[[ Provided data, beginning ]]

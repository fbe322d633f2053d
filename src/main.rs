mod battery;
mod clock;
mod config;
mod connectivity;
mod led;
mod portal;
mod pt928;
mod record;
mod registration;
mod sampling;
mod sleep;
mod storage;
mod store;
mod supervisor;
mod upload;
mod urlcode;
mod wait;

#[cfg(target_os = "espidf")]
mod board;
#[cfg(not(target_os = "espidf"))]
mod sim;

// flash command:
// cargo +esp run --release --target xtensa-esp32s3-espidf -Zbuild-std=std,panic_abort

#[cfg(target_os = "espidf")]
fn main() -> anyhow::Result<()> {
    esp_idf_sys::link_patches();
    esp_idf_svc::log::EspLogger::initialize_default();

    board::run()
}

#[cfg(not(target_os = "espidf"))]
fn main() -> anyhow::Result<()> {
    env_logger::Builder::from_env(env_logger::Env::default().default_filter_or("info")).init();

    sim::run()
}
use std::fmt::Debug;
use std::sync::{Arc, Mutex};
use std::time::Duration;

use anyhow::Result;
use embedded_hal::blocking::delay::DelayMs;
use embedded_hal::blocking::i2c::{Write, WriteRead};
use embedded_hal::digital::v2::OutputPin;
use log::{error, info, warn};

use crate::battery::{BatteryProbe, MillivoltRead};
use crate::clock::WallClock;
use crate::pt928::Pt928;
use crate::record::MeasurementRecord;
use crate::storage::RecordVolume;

/// Deep sleep length, chosen from supply voltage.
#[derive(Debug, Clone, Copy, PartialEq, Eq)]
pub enum SleepTier {
    Fast,
    Normal,
    Slow,
}

impl SleepTier {
    pub fn minutes(self) -> u32 {
        match self {
            SleepTier::Fast => 2,
            SleepTier::Normal => 5,
            SleepTier::Slow => 10,
        }
    }

    pub fn duration(self) -> Duration {
        Duration::from_secs(self.minutes() as u64 * 60)
    }
}

/// The healthier the supply, the more often the node reports. Anything that
/// is not a voltage reading sleeps longest.
pub fn sleep_tier(voltage: f32) -> SleepTier {
    if voltage >= 12.3 {
        SleepTier::Fast
    } else if voltage >= 11.8 {
        SleepTier::Normal
    } else {
        SleepTier::Slow
    }
}

/// The measurement chain of the board.
pub trait Sensors: Send {
    /// Die temperature in degrees Celsius.
    fn temperature(&mut self) -> Result<f32>;
    /// Raw 24-bit pressure reading.
    fn pressure(&mut self) -> Result<u32>;
    /// Supply voltage in volts.
    fn voltage(&mut self) -> Result<f32>;
}

pub type SharedSensors = Arc<Mutex<dyn Sensors>>;

pub trait Thermometer: Send {
    fn read_celsius(&mut self) -> Result<f32>;
}

/// The node's sensor set: a thermometer, the PT928 and the battery probe.
pub struct SensorChain<T, P, B> {
    thermometer: T,
    pressure: P,
    battery: B,
}

impl<T, P, B> SensorChain<T, P, B> {
    pub fn new(thermometer: T, pressure: P, battery: B) -> Self {
        Self {
            thermometer,
            pressure,
            battery,
        }
    }
}

impl<T, I, IE, D, E, A, W> Sensors for SensorChain<T, Pt928<I, D>, BatteryProbe<E, A, W>>
where
    T: Thermometer,
    I: Write<Error = IE> + WriteRead<Error = IE> + Send,
    IE: Debug,
    D: DelayMs<u32> + Send,
    E: OutputPin + Send,
    A: MillivoltRead,
    W: DelayMs<u32> + Send,
{
    fn temperature(&mut self) -> Result<f32> {
        self.thermometer.read_celsius()
    }

    fn pressure(&mut self) -> Result<u32> {
        self.pressure.read_pressure()
    }

    fn voltage(&mut self) -> Result<f32> {
        self.battery.read_voltage()
    }
}

#[derive(Debug, Clone, Copy, PartialEq)]
pub struct Sample {
    pub record: MeasurementRecord,
    pub tier: SleepTier,
    pub logged: bool,
}

pub struct SamplingPipeline<'a> {
    sensors: &'a SharedSensors,
    clock: &'a WallClock,
}

impl<'a> SamplingPipeline<'a> {
    pub fn new(sensors: &'a SharedSensors, clock: &'a WallClock) -> Self {
        Self { sensors, clock }
    }

    /// Reads temperature, pressure and voltage, in that order. A failed read
    /// counts as an invalid value.
    pub fn capture(&self) -> MeasurementRecord {
        let Ok(mut sensors) = self.sensors.lock() else {
            error!("sensor lock poisoned");
            return MeasurementRecord {
                timestamp: self.clock.now(),
                pressure: 0,
                temperature: f32::NAN,
                voltage: f32::NAN,
            };
        };

        let temperature = sensors.temperature().unwrap_or_else(|e| {
            warn!("temperature read failed: {e:?}");
            f32::NAN
        });
        let pressure = sensors.pressure().unwrap_or_else(|e| {
            warn!("pressure read failed: {e:?}");
            0
        });
        let voltage = sensors.voltage().unwrap_or_else(|e| {
            warn!("voltage read failed: {e:?}");
            f32::NAN
        });

        MeasurementRecord {
            timestamp: self.clock.now(),
            pressure,
            temperature,
            voltage,
        }
    }

    /// Captures one sample and appends it to `file` if it is complete.
    pub fn run(&self, volume: &RecordVolume, file: &str) -> Sample {
        let record = self.capture();
        let tier = sleep_tier(record.voltage);
        info!(
            "Temperature: {:.2} C, Pressure: {}, Voltage: {:.2} V, sleep {} min",
            record.temperature,
            record.pressure,
            record.voltage,
            tier.minutes()
        );

        let logged = if record.is_valid() {
            match volume.append(file, &record.to_row()) {
                Ok(()) => true,
                Err(e) => {
                    error!("cannot append record: {e:?}");
                    false
                }
            }
        } else {
            warn!("invalid sample dropped");
            false
        };

        Sample { record, tier, logged }
    }
}

#[cfg(test)]
mod test {
    use super::*;
    use crate::sim::{SimSensors, TempDir};
    use chrono_tz::Tz;

    #[test]
    fn tier_boundaries() {
        assert_eq!(sleep_tier(12.3).minutes(), 2);
        assert_eq!(sleep_tier(12.0).minutes(), 5);
        assert_eq!(sleep_tier(11.8).minutes(), 5);
        assert_eq!(sleep_tier(11.0).minutes(), 10);
        assert_eq!(sleep_tier(-1.0).minutes(), 10);
        assert_eq!(sleep_tier(f32::NAN).minutes(), 10);
    }

    #[test]
    fn tier_monotonic() {
        let mut last = u32::MAX;
        for step in 0..=300 {
            let v = 10.0 + step as f32 * 0.01;
            let minutes = sleep_tier(v).minutes();
            assert!(minutes <= last, "{v} V -> {minutes} min");
            last = minutes;
        }
    }

    fn pipeline_run(sensors: SimSensors) -> (Sample, String) {
        let dir = TempDir::new();
        let volume = RecordVolume::new(dir.path());
        let sensors: SharedSensors = Arc::new(Mutex::new(sensors));
        let clock = WallClock::new(Tz::UTC);

        let sample = SamplingPipeline::new(&sensors, &clock).run(&volume, "payload.txt");
        let contents = volume.read_to_string("payload.txt").unwrap_or_default();
        (sample, contents)
    }

    #[test]
    fn valid_sample_appended() {
        let (sample, contents) = pipeline_run(SimSensors::new(21.5, 123456, 12.5));
        assert!(sample.logged);
        assert_eq!(sample.tier, SleepTier::Fast);
        assert!(contents.ends_with(",'123456','21.50','12.50'\n"));
    }

    #[test]
    fn zero_pressure_dropped() {
        let (sample, contents) = pipeline_run(SimSensors::new(21.5, 0, 12.0));
        assert!(!sample.logged);
        assert_eq!(sample.tier, SleepTier::Normal);
        assert!(contents.is_empty());
    }

    #[test]
    fn failed_temperature_dropped() {
        let (sample, contents) = pipeline_run(SimSensors::new(21.5, 99, 11.0).failing_temperature());
        assert!(!sample.logged);
        assert!(sample.record.temperature.is_nan());
        assert!(contents.is_empty());
    }

    #[test]
    fn sensor_chain_reads_board_parts() {
        use crate::sim::{RecordingDelay, SimAdc, SimI2c, SimPin, SimThermometer};

        let mut chain = SensorChain::new(
            SimThermometer(18.5),
            Pt928::new(SimI2c::new(0x010203), RecordingDelay::default()),
            BatteryProbe::new(SimPin, SimAdc(1000), RecordingDelay::default()),
        );
        assert_eq!(chain.temperature().unwrap(), 18.5);
        assert_eq!(chain.pressure().unwrap(), 0x010203);
        assert!((chain.voltage().unwrap() - 11.0).abs() < 1e-4);
    }

    #[test]
    fn failed_voltage_still_logs_but_sleeps_long() {
        let (sample, _) = pipeline_run(SimSensors::new(21.5, 99, 12.5).failing_voltage());
        assert!(sample.logged);
        assert_eq!(sample.tier, SleepTier::Slow);
    }
}
// RGB status LED on IO21 (R) IO19 (G) IO17 (B)

use std::sync::{Arc, Mutex};

use embedded_hal::blocking::delay::DelayMs;

const BLINK_MS: u32 = 200;

#[allow(unused)]
#[derive(Debug, Clone, Copy, PartialEq, Eq)]
pub enum Color {
    Red,
    Green,
    Blue,
    Yellow,
    White,
    Black,
}

impl Color {
    pub fn rgb(self) -> (u8, u8, u8) {
        match self {
            Color::Red => (0xFF, 0, 0),
            Color::Green => (0, 0xFF, 0),
            Color::Blue => (0, 0, 0xFF),
            Color::Yellow => (0xFF, 0xFF, 0),
            Color::White => (0xFF, 0xFF, 0xFF),
            Color::Black => (0, 0, 0),
        }
    }
}

/// Something that can show a diagnostic colour.
pub trait Indicator: Send {
    fn show(&mut self, color: Color);
    fn blink(&mut self, color: Color, times: u32);
}

pub type SharedIndicator = Arc<Mutex<dyn Indicator>>;

pub fn show(indicator: &SharedIndicator, color: Color) {
    if let Ok(mut led) = indicator.lock() {
        led.show(color);
    }
}

pub fn blink(indicator: &SharedIndicator, color: Color, times: u32) {
    if let Ok(mut led) = indicator.lock() {
        led.blink(color, times);
    }
}

pub struct RGBLedPwm<R, G, B, D>
where
    R: embedded_hal::PwmPin,
    G: embedded_hal::PwmPin,
    B: embedded_hal::PwmPin,
{
    pub r: R,
    pub g: G,
    pub b: B,
    pub delay: D,

    pub rgb: (u8, u8, u8),
}

impl<R, G, B, D> RGBLedPwm<R, G, B, D>
where
    R: embedded_hal::PwmPin<Duty = u32>,
    G: embedded_hal::PwmPin<Duty = u32>,
    B: embedded_hal::PwmPin<Duty = u32>,
{
    pub fn set_rgb(&mut self, r: u8, g: u8, b: u8) {
        let r_max = self.r.get_max_duty();
        let g_max = self.g.get_max_duty();
        let b_max = self.b.get_max_duty();

        self.r.set_duty(r_max * r as u32 / 0xFF);
        self.g.set_duty(g_max * g as u32 / 0xFF);
        self.b.set_duty(b_max * b as u32 / 0xFF);

        self.rgb = (r, g, b);
    }
}

impl<R, G, B, D> Indicator for RGBLedPwm<R, G, B, D>
where
    R: embedded_hal::PwmPin<Duty = u32> + Send,
    G: embedded_hal::PwmPin<Duty = u32> + Send,
    B: embedded_hal::PwmPin<Duty = u32> + Send,
    D: DelayMs<u32> + Send,
{
    fn show(&mut self, color: Color) {
        let (r, g, b) = color.rgb();
        self.set_rgb(r, g, b);
    }

    fn blink(&mut self, color: Color, times: u32) {
        for _ in 0..times {
            self.show(color);
            self.delay.delay_ms(BLINK_MS);
            self.show(Color::Black);
            self.delay.delay_ms(BLINK_MS);
        }
    }
}

#[cfg(test)]
mod test {
    use super::*;
    use crate::sim::RecordingDelay;

    #[derive(Default)]
    struct Channel {
        duty: u32,
    }

    impl embedded_hal::PwmPin for Channel {
        type Duty = u32;

        fn disable(&mut self) {}
        fn enable(&mut self) {}
        fn get_duty(&self) -> u32 {
            self.duty
        }
        fn get_max_duty(&self) -> u32 {
            8191
        }
        fn set_duty(&mut self, duty: u32) {
            self.duty = duty;
        }
    }

    fn led() -> RGBLedPwm<Channel, Channel, Channel, RecordingDelay> {
        RGBLedPwm {
            r: Channel::default(),
            g: Channel::default(),
            b: Channel::default(),
            delay: RecordingDelay::default(),
            rgb: (0, 0, 0),
        }
    }

    #[test]
    fn full_channel_is_max_duty() {
        let mut led = led();
        led.show(Color::Green);
        assert_eq!(led.r.duty, 0);
        assert_eq!(led.g.duty, 8191);
        assert_eq!(led.b.duty, 0);
    }

    #[test]
    fn blink_ends_dark() {
        let mut led = led();
        led.blink(Color::Red, 3);
        assert_eq!(led.rgb, (0, 0, 0));
        assert_eq!(led.delay.calls(), 6);
    }
}
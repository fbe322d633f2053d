use std::collections::HashMap;
use std::env;

use anyhow::{anyhow, bail, Context, Result};
use chrono_tz::Tz;
use heapless::String;

use crate::store::bounded;
use crate::wait::PollPolicy;

pub const ENV_STR: &str = include_str!("../.env");

// -----------------
// pin definitions (ESP32-S3)
// -----------------
// IO2:  V_MEAS_EN
// IO3:  V_MEAS (ADC1 CH2)
// IO4:  SCL
// IO5:  SDA
// IO17: LED_B
// IO19: LED_G
// IO21: LED_R
// IO33: SD_CS
// IO34: SD_MOSI
// IO35: SD_MISO
// IO36: SD_CLK
// IO45: REED (pull-up, active high)

pub const MOUNT_POINT: &str = "/sdcard";
pub const PAYLOAD_FILE: &str = "payload.txt";
pub const REGISTER_FILE: &str = "register.txt";

pub const SSID_MAX: usize = 32;
pub const PASSWORD_MAX: usize = 64;
pub const FORM_KEY_MAX: usize = 16;
pub const FORM_SENSOR_ID_MAX: usize = 8;
pub const FORM_GEOUTM_MAX: usize = 64;
pub const MAX_FORM_BODY: usize = 1024;
pub const MAX_ACCESS_POINTS: usize = 20;
pub const AP_MAX_CLIENTS: u16 = 4;

// waits
pub const RECONNECT_POLL: PollPolicy = PollPolicy::new(2000, 20);
pub const TRIGGER_POLL: PollPolicy = PollPolicy::new(100, 600);
pub const CONFIG_WINDOW_POLL: PollPolicy = PollPolicy::new(5000, 12);
pub const NORMAL_CONNECT_POLL: PollPolicy = PollPolicy::new(1000, 10);
pub const PORTAL_CONNECT_POLL: PollPolicy = PollPolicy::new(250, 60);
pub const TIME_SYNC_POLL: PollPolicy = PollPolicy::new(2000, 15);

pub const REGISTRATION_BACKOFF_MS: u32 = 5000;
pub const PORTAL_CONNECT_SETTLE_MS: u32 = 1000;
pub const RETRY_SETTLE_MS: u32 = 500;
pub const CONNECTED_SHOW_MS: u32 = 3000;
pub const VOLTAGE_SETTLE_MS: u32 = 20;

pub const UPLOAD_ATTEMPTS: u32 = 3;
pub const UPLOAD_BACKOFF_MS: u32 = 2000;
pub const UPLOAD_TIMEOUT_SECS: u64 = 35;
pub const TIME_TIMEOUT_SECS: u64 = 5;
pub const RESPONSE_LIMIT: usize = 1024;

/// Input divider on the battery measurement line.
pub const VOLTAGE_SCALING: f32 = 11.0;

const DEFAULT_UPLOAD_URL: &str =
    "https://h2overwatch.ca/DesktopModules/ShiftUP_VolsenseMap/waterFile.ashx";
const DEFAULT_REGISTER_URL: &str =
    "https://h2overwatch.ca/DesktopModules/ShiftUP_VolsenseMap/registerDevice.ashx";
const DEFAULT_AP_SSID: &str = "PCBees_AP1";
const DEFAULT_AP_PASSWORD: &str = "password123";
// MST7MDT
const DEFAULT_TIME_ZONE: Tz = Tz::America__Denver;
const DEFAULT_TIME_URL: &str = "http://worldtimeapi.org/api/timezone/America/Denver";

/// Deployable settings, read from the embedded `.env`.
#[derive(Debug, Clone)]
pub struct NodeConfig {
    pub upload_url: std::string::String,
    pub register_url: std::string::String,
    pub ap_ssid: String<SSID_MAX>,
    pub ap_password: String<PASSWORD_MAX>,
    /// Zone for log timestamps, daylight saving included.
    pub time_zone: Tz,
    /// HTTP time source used when SNTP does not answer.
    pub time_url: std::string::String,
}

impl NodeConfig {
    /// Embedded `.env`, with process environment taking precedence.
    pub fn load() -> Result<Self> {
        dotenvy::from_read(ENV_STR.as_bytes()).ok();
        Self::from_lookup(|name| env::var(name).ok())
    }

    pub fn parse(text: &str) -> Result<Self> {
        let mut vars = HashMap::new();
        for item in dotenvy::from_read_iter(text.as_bytes()) {
            let (name, value) = item.context("malformed .env line")?;
            vars.insert(name, value);
        }
        Self::from_lookup(|name| vars.get(name).cloned())
    }

    fn from_lookup(lookup: impl Fn(&str) -> Option<std::string::String>) -> Result<Self> {
        let get = |name: &str, default: &str| {
            lookup(name)
                .filter(|v| !v.is_empty())
                .unwrap_or_else(|| default.to_owned())
        };

        let ap_ssid = get("AP_SSID", DEFAULT_AP_SSID);
        let ap_password = lookup("AP_PASSWORD").unwrap_or_else(|| DEFAULT_AP_PASSWORD.to_owned());
        if !ap_password.is_empty() && ap_password.len() < 8 {
            bail!("AP_PASSWORD must be empty or at least 8 characters");
        }

        let time_zone = match lookup("TIME_ZONE").filter(|v| !v.is_empty()) {
            Some(v) => v
                .trim()
                .parse::<Tz>()
                .map_err(|e| anyhow!("invalid TIME_ZONE '{v}': {e}"))?,
            None => DEFAULT_TIME_ZONE,
        };

        Ok(Self {
            upload_url: get("UPLOAD_URL", DEFAULT_UPLOAD_URL),
            register_url: get("REGISTER_URL", DEFAULT_REGISTER_URL),
            ap_ssid: bounded(&ap_ssid).context("AP_SSID too long")?,
            ap_password: bounded(&ap_password).context("AP_PASSWORD too long")?,
            time_zone,
            time_url: get("TIME_URL", DEFAULT_TIME_URL),
        })
    }
}

#[cfg(test)]
mod test {
    use super::*;

    #[test]
    fn embedded_env_parses() {
        let config = NodeConfig::parse(ENV_STR).unwrap();
        assert!(config.upload_url.ends_with("waterFile.ashx"));
        assert!(config.register_url.ends_with("registerDevice.ashx"));
        assert_eq!(config.ap_ssid.as_str(), "PCBees_AP1");
        assert_eq!(config.time_zone, Tz::America__Denver);
    }

    #[test]
    fn time_zone_by_name() {
        let config = NodeConfig::parse("TIME_ZONE=Europe/Berlin\n").unwrap();
        assert_eq!(config.time_zone, Tz::Europe__Berlin);
    }

    #[test]
    fn defaults_fill_gaps() {
        let config = NodeConfig::parse("UPLOAD_URL=http://localhost/up\n").unwrap();
        assert_eq!(config.upload_url, "http://localhost/up");
        assert_eq!(config.register_url, DEFAULT_REGISTER_URL);
        assert_eq!(config.time_zone, Tz::America__Denver);
        assert!(config.time_url.contains("worldtimeapi"));
    }

    #[test]
    fn open_access_point_allowed() {
        let config = NodeConfig::parse("AP_PASSWORD=\n").unwrap();
        assert!(config.ap_password.is_empty());
    }

    #[test]
    fn rejects_bad_values() {
        assert!(NodeConfig::parse("AP_PASSWORD=short\n").is_err());
        assert!(NodeConfig::parse("TIME_ZONE=Mars/Olympus\n").is_err());
        assert!(NodeConfig::parse(&format!("AP_SSID={}\n", "x".repeat(33))).is_err());
    }

    #[test]
    fn wait_budgets() {
        assert_eq!(RECONNECT_POLL.budget().as_secs(), 40);
        assert_eq!(TRIGGER_POLL.budget().as_secs(), 60);
        assert_eq!(CONFIG_WINDOW_POLL.budget().as_secs(), 60);
        assert_eq!(NORMAL_CONNECT_POLL.budget().as_secs(), 10);
        assert_eq!(PORTAL_CONNECT_POLL.budget().as_secs(), 15);
    }
}
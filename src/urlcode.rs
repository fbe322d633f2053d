//! `application/x-www-form-urlencoded` helpers for the provisioning portal.

const HEX: &[u8; 16] = b"0123456789ABCDEF";

/// Percent-encodes everything except RFC 3986 unreserved characters.
pub fn encode(input: &str) -> String {
    let mut out = String::with_capacity(input.len());
    for byte in input.bytes() {
        match byte {
            b'A'..=b'Z' | b'a'..=b'z' | b'0'..=b'9' | b'-' | b'_' | b'.' | b'~' => {
                out.push(byte as char)
            }
            _ => {
                out.push('%');
                out.push(HEX[(byte >> 4) as usize] as char);
                out.push(HEX[(byte & 0x0F) as usize] as char);
            }
        }
    }
    out
}

/// Decodes `+` as space and `%XX` escapes. A `%` that is not followed by two
/// hex digits is kept literally.
pub fn decode(input: &str) -> String {
    let bytes = input.as_bytes();
    let mut out = Vec::with_capacity(bytes.len());
    let mut i = 0;
    while i < bytes.len() {
        match bytes[i] {
            b'+' => {
                out.push(b' ');
                i += 1;
            }
            b'%' => match (hex_value(bytes.get(i + 1)), hex_value(bytes.get(i + 2))) {
                (Some(hi), Some(lo)) => {
                    out.push(hi << 4 | lo);
                    i += 3;
                }
                _ => {
                    out.push(b'%');
                    i += 1;
                }
            },
            other => {
                out.push(other);
                i += 1;
            }
        }
    }
    String::from_utf8_lossy(&out).into_owned()
}

fn hex_value(byte: Option<&u8>) -> Option<u8> {
    match byte? {
        b @ b'0'..=b'9' => Some(b - b'0'),
        b @ b'a'..=b'f' => Some(b - b'a' + 10),
        b @ b'A'..=b'F' => Some(b - b'A' + 10),
        _ => None,
    }
}

/// Iterates the decoded `name=value` pairs of a form body or query string.
/// Pairs without `=` yield an empty value.
pub fn pairs(input: &str) -> impl Iterator<Item = (String, String)> + '_ {
    input
        .split('&')
        .filter(|pair| !pair.is_empty())
        .map(|pair| match pair.split_once('=') {
            Some((name, value)) => (decode(name), decode(value)),
            None => (decode(pair), String::new()),
        })
}

/// First decoded value for `name`, if present.
pub fn field(input: &str, name: &str) -> Option<String> {
    pairs(input).find(|(n, _)| n == name).map(|(_, v)| v)
}

#[cfg(test)]
mod test {
    use super::*;

    #[test]
    fn decode_inverts_encode() {
        for s in [
            "MyNetwork",
            "Café Wi-Fi",
            "a+b=c&d",
            "100% sure",
            "ssid with spaces",
            "",
            "~._-",
        ] {
            assert_eq!(decode(&encode(s)), s);
        }
    }

    #[test]
    fn encode_escapes_reserved() {
        assert_eq!(encode("Connected to Home Net"), "Connected%20to%20Home%20Net");
        assert_eq!(encode("a&b"), "a%26b");
    }

    #[test]
    fn decode_plus_and_bad_escapes() {
        assert_eq!(decode("hello+world"), "hello world");
        assert_eq!(decode("50%"), "50%");
        assert_eq!(decode("%zz1"), "%zz1");
        assert_eq!(decode("%41%42"), "AB");
    }

    #[test]
    fn form_fields() {
        let body = "ssid=Home+Net&password=p%40ss&extra";
        assert_eq!(field(body, "ssid").as_deref(), Some("Home Net"));
        assert_eq!(field(body, "password").as_deref(), Some("p@ss"));
        assert_eq!(field(body, "extra").as_deref(), Some(""));
        assert_eq!(field(body, "missing"), None);
    }
}
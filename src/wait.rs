use std::time::Duration;

use embedded_hal::blocking::delay::DelayMs;
use log::debug;

/// A fixed poll interval and an explicit cap on the number of waits.
#[derive(Debug, Clone, Copy, PartialEq, Eq)]
pub struct PollPolicy {
    pub interval: Duration,
    pub attempts: u32,
}

impl PollPolicy {
    pub const fn new(interval_ms: u64, attempts: u32) -> Self {
        Self {
            interval: Duration::from_millis(interval_ms),
            attempts,
        }
    }

    /// Longest time a wait under this policy can block.
    pub fn budget(&self) -> Duration {
        self.interval * self.attempts
    }
}

/// Polls `ready` until it returns true or the policy's attempt cap is spent.
///
/// The predicate is checked once before the first delay, then after every
/// delay, so it runs at most `attempts + 1` times. Returns the last result.
pub fn wait_until<D, F>(label: &str, delay: &mut D, policy: PollPolicy, mut ready: F) -> bool
where
    D: DelayMs<u32>,
    F: FnMut() -> bool,
{
    if ready() {
        return true;
    }

    let interval_ms = policy.interval.as_millis() as u32;
    for attempt in 1..=policy.attempts {
        delay.delay_ms(interval_ms);
        if ready() {
            debug!("{label}: ready after {attempt} waits");
            return true;
        }
        debug!("{label}: not ready ({attempt}/{})", policy.attempts);
    }

    false
}

#[cfg(test)]
mod test {
    use super::*;
    use crate::sim::RecordingDelay;

    #[test]
    fn ready_at_once_never_delays() {
        let mut delay = RecordingDelay::default();
        assert!(wait_until("t", &mut delay, PollPolicy::new(100, 5), || true));
        assert_eq!(delay.calls(), 0);
    }

    #[test]
    fn stops_as_soon_as_ready() {
        let mut delay = RecordingDelay::default();
        let mut polls = 0;
        let ok = wait_until("t", &mut delay, PollPolicy::new(100, 10), || {
            polls += 1;
            polls == 4
        });
        assert!(ok);
        assert_eq!(delay.calls(), 3);
        assert_eq!(delay.elapsed_ms(), 300);
    }

    #[test]
    fn gives_up_after_cap() {
        let mut delay = RecordingDelay::default();
        let policy = PollPolicy::new(2000, 20);
        assert!(!wait_until("t", &mut delay, policy, || false));
        assert_eq!(delay.calls(), 20);
        assert_eq!(delay.elapsed_ms() as u128, policy.budget().as_millis());
    }
}
use anyhow::Result;
use esp_idf_svc::sntp::{EspSntp, SyncStatus};
use log::info;

use crate::clock::TimeSync;

/// SNTP client; kept running until the node sleeps.
#[derive(Default)]
pub struct Sntp {
    sntp: Option<EspSntp<'static>>,
}

impl TimeSync for Sntp {
    fn start(&mut self) -> Result<()> {
        if self.sntp.is_none() {
            info!("Sync SNTP...");
            self.sntp = Some(EspSntp::new_default()?);
        }
        Ok(())
    }

    fn is_synced(&self) -> bool {
        self.sntp
            .as_ref()
            .map(|sntp| sntp.get_sync_status() == SyncStatus::Completed)
            .unwrap_or(false)
    }
}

[[ Provided data, end ]]

### What the task asks
The lines above that hold "step" are the result; show every one of them.

### Written response
        for step in 0..=300 {
            let v = 10.0 + step as f32 * 0.01;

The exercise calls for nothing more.